Monday, September 27, 2010

Day Nine: Two Smileys To Describe Your Life Right Now

:)
Always.

X X
O zZzZzZz...
My best attempt at an overtired, sleepy face.

Sunday, September 26, 2010

Day Eight: Three Turn Ons

1. A fun personality. Someone who is funny as well as spontaneous and enjoyable to be around. I really enjoy being with the kind of person that a lot of people like being around, too. I can't imagine myself with someone who doesn't make me laugh hysterically or have a silly sense of humor like I do.
2. Pleasing facial features. I have to be a little superficial here. I'm a sucker for pretty eyes... especially bright eyes and dark hair. OH. And please don't have fucked up teeth, k?
3. Good taste in music. I really think it says a lot about your personality in general, but I also really like someone who can tell me about new music I'll like, etc.
God, I seriously cannot stand you.

Saturday, September 25, 2010

Day Seven: Four Turn Offs

1. I've said this a million times, but I'll say it again. I can't stand guys who claim that they can't trust anyone because one person broke their trust in the past. I don't care how many people have hurt you. Get over it. That doesn't mean shit about the next person you're going to meet and it sure as hell doesn't mean anything about me. I'm not her. Also, in my experience, it's these people that are actually the most untrustworthy themselves (go figure). On that note, I also can't stand ex-girlfriend drama. Yeah, I get it, you care about her a lot and you dated for a long time and she was the only girl who was "different" and you loved her. Yup. Been there, too. But at some point you need to learn to put the past in the past before it closes doors in your present and indirectly, your future. People need to learn to let things go so they don't hold themselves back from people with someone who is right for them. Drives me nuts.
2. Extreme arrogance and/or cockiness. I guess mostly because these generally lead to asshole tendencies. I'm glad you're confident and you think you're great, but that doesn't give you the right to walk all over other people or treat them like their feelings mean nothing. I promise you, you're not that attractive. You're not that interesting, or talented, or funny, or popular. Confidence is sexy. Arrogance is repulsive.
3. Lack of depth. If you can't hold a conversation about anything deeper than your plans this weekend, no thanks. I don't care what you're interested in, but I do care that you can talk about it and express yourself. I don't think I could ever be with someone I couldn't talk to for hours, if we wanted to. I think it's a part of chemistry, too. It coincides with being with someone who makes you feel comfortable. It also coincides with intelligence. Moral: if you're not intelligent and can't hold an intelligent conversation, I'm going to get bored of you.
4. Bad taste in music. Sounds trivial, but the type of music you like seriously says bounds about the kind of person you are. If we like similar music, or hell, even if you like something other than JUST country or JUST shitty radio rap.... you have a pretty decent chance of being an interesting person.

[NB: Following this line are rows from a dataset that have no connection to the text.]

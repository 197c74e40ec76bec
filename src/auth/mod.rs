//! Credential handling behind small traits so the directory never depends on
//! a concrete hashing or token scheme.

mod password;
mod token;

pub use password::*;
pub use token::*;

use thiserror::Error;

#[derive(Debug, Clone, Error, PartialEq)]
pub enum AuthError {
    #[error("Password hashing failed: {0}")]
    PasswordHash(String),
    #[error("Token issuance failed: {0}")]
    Token(String),
}
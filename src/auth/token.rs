use std::fmt;

use chrono::{DateTime, TimeDelta, Utc};
use jsonwebtoken::{encode, Algorithm, EncodingKey, Header};
use serde::{Deserialize, Serialize};

use super::AuthError;
use crate::domain::User;

/// Claims carried by an access token. `roles` lists every role the user's
/// role implies, so a Manager token also says Customer.
#[derive(Debug, Clone, PartialEq, Eq, Serialize, Deserialize)]
pub struct Claims {
    pub sub: String,
    pub name: String,
    pub roles: Vec<String>,
    pub iat: i64,
    pub exp: i64,
}

impl Claims {
    pub fn for_user(user: &User, issued_at: DateTime<Utc>, ttl: TimeDelta) -> Self {
        Self {
            sub: user.id.clone(),
            name: user.username.clone(),
            roles: user
                .role
                .granted_roles()
                .map(|role| role.as_str().to_string())
                .collect(),
            iat: issued_at.timestamp(),
            exp: (issued_at + ttl).timestamp(),
        }
    }
}

pub trait TokenIssuer: Send + Sync {
    fn issue(&self, claims: &Claims) -> Result<String, AuthError>;
}

/// HS256 JSON Web Tokens signed with a shared secret.
pub struct JwtIssuer {
    key: EncodingKey,
}

impl JwtIssuer {
    pub fn new(secret: &str) -> Self {
        Self {
            key: EncodingKey::from_secret(secret.as_bytes()),
        }
    }
}

impl fmt::Debug for JwtIssuer {
    fn fmt(&self, f: &mut fmt::Formatter<'_>) -> fmt::Result {
        f.debug_struct("JwtIssuer").finish_non_exhaustive()
    }
}

impl TokenIssuer for JwtIssuer {
    fn issue(&self, claims: &Claims) -> Result<String, AuthError> {
        encode(&Header::new(Algorithm::HS256), claims, &self.key)
            .map_err(|e| AuthError::Token(e.to_string()))
    }
}

#[cfg(test)]
mod tests {
    use super::*;
    use crate::domain::{Role, User};
    use jsonwebtoken::{decode, DecodingKey, Validation};

    fn manager() -> User {
        User {
            id: "user_7".to_string(),
            username: "mia".to_string(),
            email: "mia@example.com".to_string(),
            password_hash: String::new(),
            role: Role::Manager,
        }
    }

    #[test]
    fn claims_expand_roles_and_expiry() {
        let issued_at = Utc::now();
        let claims = Claims::for_user(&manager(), issued_at, TimeDelta::hours(2));

        assert_eq!(claims.sub, "user_7");
        assert_eq!(claims.roles, vec!["Customer", "Manager"]);
        assert_eq!(claims.exp - claims.iat, 7200);
    }

    #[test]
    fn issued_token_verifies_with_same_secret() {
        let claims = Claims::for_user(&manager(), Utc::now(), TimeDelta::hours(2));
        let token = JwtIssuer::new("test-secret").issue(&claims).unwrap();

        let decoded = decode::<Claims>(
            &token,
            &DecodingKey::from_secret(b"test-secret"),
            &Validation::new(Algorithm::HS256),
        )
        .unwrap();
        assert_eq!(decoded.claims, claims);

        let wrong_key = decode::<Claims>(
            &token,
            &DecodingKey::from_secret(b"other-secret"),
            &Validation::new(Algorithm::HS256),
        );
        assert!(wrong_key.is_err());
    }
}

Day Six: Five People Who Mean A Lot

First of all, I've been looking forward to this one. I'm not exactly known for being the most emotional friend and I tend to be bad at telling people they mean a lot to me. So here goes nothing :)

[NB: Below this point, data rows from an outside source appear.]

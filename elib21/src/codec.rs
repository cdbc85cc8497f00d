//!
//! # Elib Primitive Decoding
//!
//! Byte-order and width-aware reading of the integers, floats and strings
//! from which every ELIB record is built.
//!

// Std-Lib Imports
use std::fs::File;
use std::io::{Cursor, Read};
use std::path::Path;

// Crates.io
use byteorder::{BigEndian, ByteOrder, LittleEndian, ReadBytesExt};
use memmap2::Mmap;

// Local Imports
use crate::data::{ElibError, ElibResult};
use crate::header::{detect_magic, DecodeContext, Endian, Magic};

/// # Elib Source Data
/// Either a memory-mapped file, or an in-memory byte vector
pub enum ElibSource {
    Mapped(Mmap),
    Bytes(Vec<u8>),
}
impl AsRef<[u8]> for ElibSource {
    fn as_ref(&self) -> &[u8] {
        match self {
            ElibSource::Mapped(m) => m.as_ref(),
            ElibSource::Bytes(b) => b.as_ref(),
        }
    }
}

/// # ElibReader
/// Decodes primitive values, in the byte-order and integer-widths declared by a file's header.
pub struct ElibReader {
    /// Data being read
    file: Cursor<ElibSource>,
    /// Decode context. Defaults until [ElibReader::read_header] is called.
    ctx: DecodeContext,
    /// Number of values clipped while narrowing wider on-disk integers
    pub(crate) clipped: usize,
}
impl ElibReader {
    /// Create an [ElibReader], opening [File] at path `fname`
    pub fn open(fname: impl AsRef<Path>) -> ElibResult<ElibReader> {
        Self::from_file(File::open(fname)?)
    }
    /// Create an [ElibReader] of [File] `file`
    pub fn from_file(file: File) -> ElibResult<ElibReader> {
        // This is our one line of `unsafe`, for loading memory-mapped data.
        let mmap = unsafe { Mmap::map(&file)? };
        Ok(Self::new(ElibSource::Mapped(mmap)))
    }
    /// Create an [ElibReader] of in-memory `bytes`
    pub fn from_bytes(bytes: Vec<u8>) -> ElibReader {
        Self::new(ElibSource::Bytes(bytes))
    }
    fn new(src: ElibSource) -> ElibReader {
        ElibReader {
            file: Cursor::new(src),
            ctx: DecodeContext::new(Magic::Magic12, Endian::Big),
            clipped: 0,
        }
    }
    /// Read the magic number and any explicit widths.
    /// Sets and returns our [DecodeContext].
    pub fn read_header(&mut self) -> ElibResult<DecodeContext> {
        let mut bytes = [0u8; 4];
        self.read_exact(&mut bytes)?;
        let (magic, endian) = detect_magic(bytes)?;
        let mut ctx = DecodeContext::new(magic, endian);
        if ctx.caps.int_widths {
            ctx.small_size = self.read_byte()?;
            ctx.big_size = self.read_byte()?;
        }
        if ctx.caps.char_width {
            ctx.char_size = self.read_byte()?;
        }
        let pos = self.pos();
        for (what, w) in [("small integer", ctx.small_size), ("big integer", ctx.big_size)] {
            if !(1..=8).contains(&w) {
                return Err(format_err(format!("Unsupported {} width {}", what, w), pos));
            }
        }
        if ctx.char_size != 1 {
            return Err(format_err(
                format!("Unsupported character width {}", ctx.char_size),
                pos,
            ));
        }
        self.ctx = ctx;
        Ok(ctx)
    }
    /// Get our [DecodeContext]
    pub fn ctx(&self) -> &DecodeContext {
        &self.ctx
    }
    /// Read a single unsigned byte
    pub fn read_byte(&mut self) -> ElibResult<u8> {
        let pos = self.pos();
        self.file.read_u8().map_err(|e| eof(e, pos))
    }
    /// Read a "small" integer, narrowed to 16 bits
    pub fn read_small(&mut self) -> ElibResult<i16> {
        match self.ctx.small_size {
            2 => {
                let pos = self.pos();
                let rv = match self.ctx.endian {
                    Endian::Big => self.file.read_i16::<BigEndian>(),
                    Endian::Little => self.file.read_i16::<LittleEndian>(),
                };
                rv.map_err(|e| eof(e, pos))
            }
            w => Ok(self.read_sized(w, 2)? as i16),
        }
    }
    /// Read a "big" integer, narrowed to 32 bits
    pub fn read_big(&mut self) -> ElibResult<i32> {
        match self.ctx.big_size {
            4 => {
                let pos = self.pos();
                let rv = match self.ctx.endian {
                    Endian::Big => self.file.read_i32::<BigEndian>(),
                    Endian::Little => self.file.read_i32::<LittleEndian>(),
                };
                rv.map_err(|e| eof(e, pos))
            }
            w => Ok(self.read_sized(w, 4)? as i32),
        }
    }
    /// Read a `width`-byte signed integer into `target` bytes.
    /// Narrower values are sign-extended. Wider values keep their low-order bytes,
    /// and are counted as clipped unless the discarded bytes are all 0x00 or all 0xFF.
    fn read_sized(&mut self, width: u8, target: u8) -> ElibResult<i64> {
        let w = width as usize;
        let mut buf = [0u8; 8];
        self.read_exact(&mut buf[..w])?;
        let bytes = &buf[..w];
        if width <= target {
            return Ok(match self.ctx.endian {
                Endian::Big => BigEndian::read_int(bytes, w),
                Endian::Little => LittleEndian::read_int(bytes, w),
            });
        }
        let t = target as usize;
        let (high, low) = match self.ctx.endian {
            Endian::Big => (&bytes[..w - t], &bytes[w - t..]),
            Endian::Little => (&bytes[t..], &bytes[..t]),
        };
        if !(high.iter().all(|b| *b == 0x00) || high.iter().all(|b| *b == 0xFF)) {
            self.clipped += 1;
        }
        Ok(match self.ctx.endian {
            Endian::Big => BigEndian::read_int(low, t),
            Endian::Little => LittleEndian::read_int(low, t),
        })
    }
    /// Read a 32-bit float
    pub fn read_float(&mut self) -> ElibResult<f32> {
        let pos = self.pos();
        let rv = match self.ctx.endian {
            Endian::Big => self.file.read_f32::<BigEndian>(),
            Endian::Little => self.file.read_f32::<LittleEndian>(),
        };
        rv.map_err(|e| eof(e, pos))
    }
    /// Read a 64-bit float
    pub fn read_double(&mut self) -> ElibResult<f64> {
        let pos = self.pos();
        let rv = match self.ctx.endian {
            Endian::Big => self.file.read_f64::<BigEndian>(),
            Endian::Little => self.file.read_f64::<LittleEndian>(),
        };
        rv.map_err(|e| eof(e, pos))
    }
    /// Read a length-prefixed string.
    /// Non-positive lengths produce empty strings.
    /// Content is decoded as UTF-8, falling back to Latin-1.
    pub fn read_string(&mut self) -> ElibResult<String> {
        let len = self.read_big()?;
        if len <= 0 {
            return Ok(String::new());
        }
        let len = len as usize;
        if len as u64 > self.remaining() {
            return Err(ElibError::Truncated {
                bytepos: self.len(),
                ctx: Vec::new(),
            });
        }
        let mut bytes = vec![0u8; len];
        self.read_exact(&mut bytes)?;
        let s = match String::from_utf8(bytes) {
            Ok(s) => s,
            Err(e) => e.as_bytes().iter().map(|&b| b as char).collect(),
        };
        Ok(s)
    }
    /// Read exactly `buf.len()` bytes
    fn read_exact(&mut self, buf: &mut [u8]) -> ElibResult<()> {
        let pos = self.pos();
        self.file.read_exact(buf).map_err(|e| eof(e, pos))
    }
    /// Get the current file position
    #[inline(always)]
    pub fn pos(&self) -> u64 {
        self.file.position()
    }
    /// Total length of our data, in bytes
    pub fn len(&self) -> u64 {
        self.file.get_ref().as_ref().len() as u64
    }
    /// Boolean indication of empty source data
    pub fn is_empty(&self) -> bool {
        self.len() == 0
    }
    /// Number of bytes remaining
    pub fn remaining(&self) -> u64 {
        self.len().saturating_sub(self.pos())
    }
    /// Check that `count` records of at least `min_size` bytes each fit in the remaining data.
    /// Returns `count` if so, a [ElibError::Truncated] if not.
    pub fn check_fits(&self, count: usize, min_size: u64) -> ElibResult<usize> {
        match (count as u64).checked_mul(min_size) {
            Some(need) if need <= self.remaining() => Ok(count),
            _ => Err(ElibError::Truncated {
                bytepos: self.len(),
                ctx: Vec::new(),
            }),
        }
    }
}
/// Create a positional [ElibError::Format]
fn format_err(msg: String, bytepos: u64) -> ElibError {
    ElibError::Format {
        msg,
        bytepos,
        ctx: Vec::new(),
    }
}
/// Convert IO errors, particularly end-of-file, into [ElibError]s
fn eof(e: std::io::Error, pos: u64) -> ElibError {
    match e.kind() {
        std::io::ErrorKind::UnexpectedEof => ElibError::Truncated {
            bytepos: pos,
            ctx: Vec::new(),
        },
        _ => e.into(),
    }
}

1. My mom. Almost anyone who knows her can attest to the fact that she is the most giving, loving and genuinely kind person in the world. And those that would disagree can agree that when she does things that appear unkind, it's always out of love in some way or another (maybe even a little too much love at times). She is my best friend and my most trusted confident, the one person I could not imagine my life without.
2. Torri Hawley. One step below my mom, because she is about as close to my mom as a friend can get. Honestly, despite all of her shenanigans, I couldn't ask for a better friend. I couldn't even dream up a better friend if I tried. She is always there for me and is always by my side no matter what the activity. I truly think that if Torri Hawley decides you are worthy of her unconditional love and friendship, then you've really been graced with something incredible. I'm not really even sure how to put into words how much I love you, because "I love you" will never be enough with a friendship as great as ours and a friend as great as you.
3. Katrina Rojo. She's been my best friend for nearly a decade and despite all the changes our lives have been through, I love her exactly the same as I did when I met her back in 6th grade. Someday she will be my maid of honor and I hope to be her's. She is one of the only people (in addition to the two above) who know me completely, down to my mannerisms and tendencies and flaws, and I know her just the same. More importantly, we've always neutralized each other. When I'm with Katrina, I feel grounded. I feel like myself. She's the closest thing to a sister I've ever had.
4. This is going to be a few people grouped together, for reasons you'll see shortly :)
Anyone I spend a significant amount of time talking to regularly. These people change a lot, and some of them become good friends and some of them don't, but this really means a lot to me. It's actually kind of silly, but these kinds of people are an odd necessity in my life. And these people also tend to be people I see rarely or randomly, but always have a lot of fun with. Also important to me. I guess at this point in my life this person would probably be Todd... I think anyone who knows anything about my life probably knows that.
5. My true friends at school. I've made a lot of friends here, but I also spent a lot of my high school years figuring out the hard way who real friends are. Good, right? Kind of. It's sort of a curse in disguise, because I've gotten uncomfortably good at spotting the characteristics of true friends and not-so-true friends. This makes it hard here sometimes when I'm feeling really lonely because I have tons of friends and very few real ones. And then there are those who are often borderline good friends, or those I don't want to admit are bad friends, etc. College is really tough, when you think about it. How many of your friends would stay in with you on a Saturday night because you had the worst day ever or you're really sad or upset about something? I think your honest answer will disappoint you and make you think a little bit.
That being said, I just want to thank Myriah Borofka, Megan Landry, Mia Hanekamp, Rachel Pannu and Stacy Solo for being the most obvious true friends I have here.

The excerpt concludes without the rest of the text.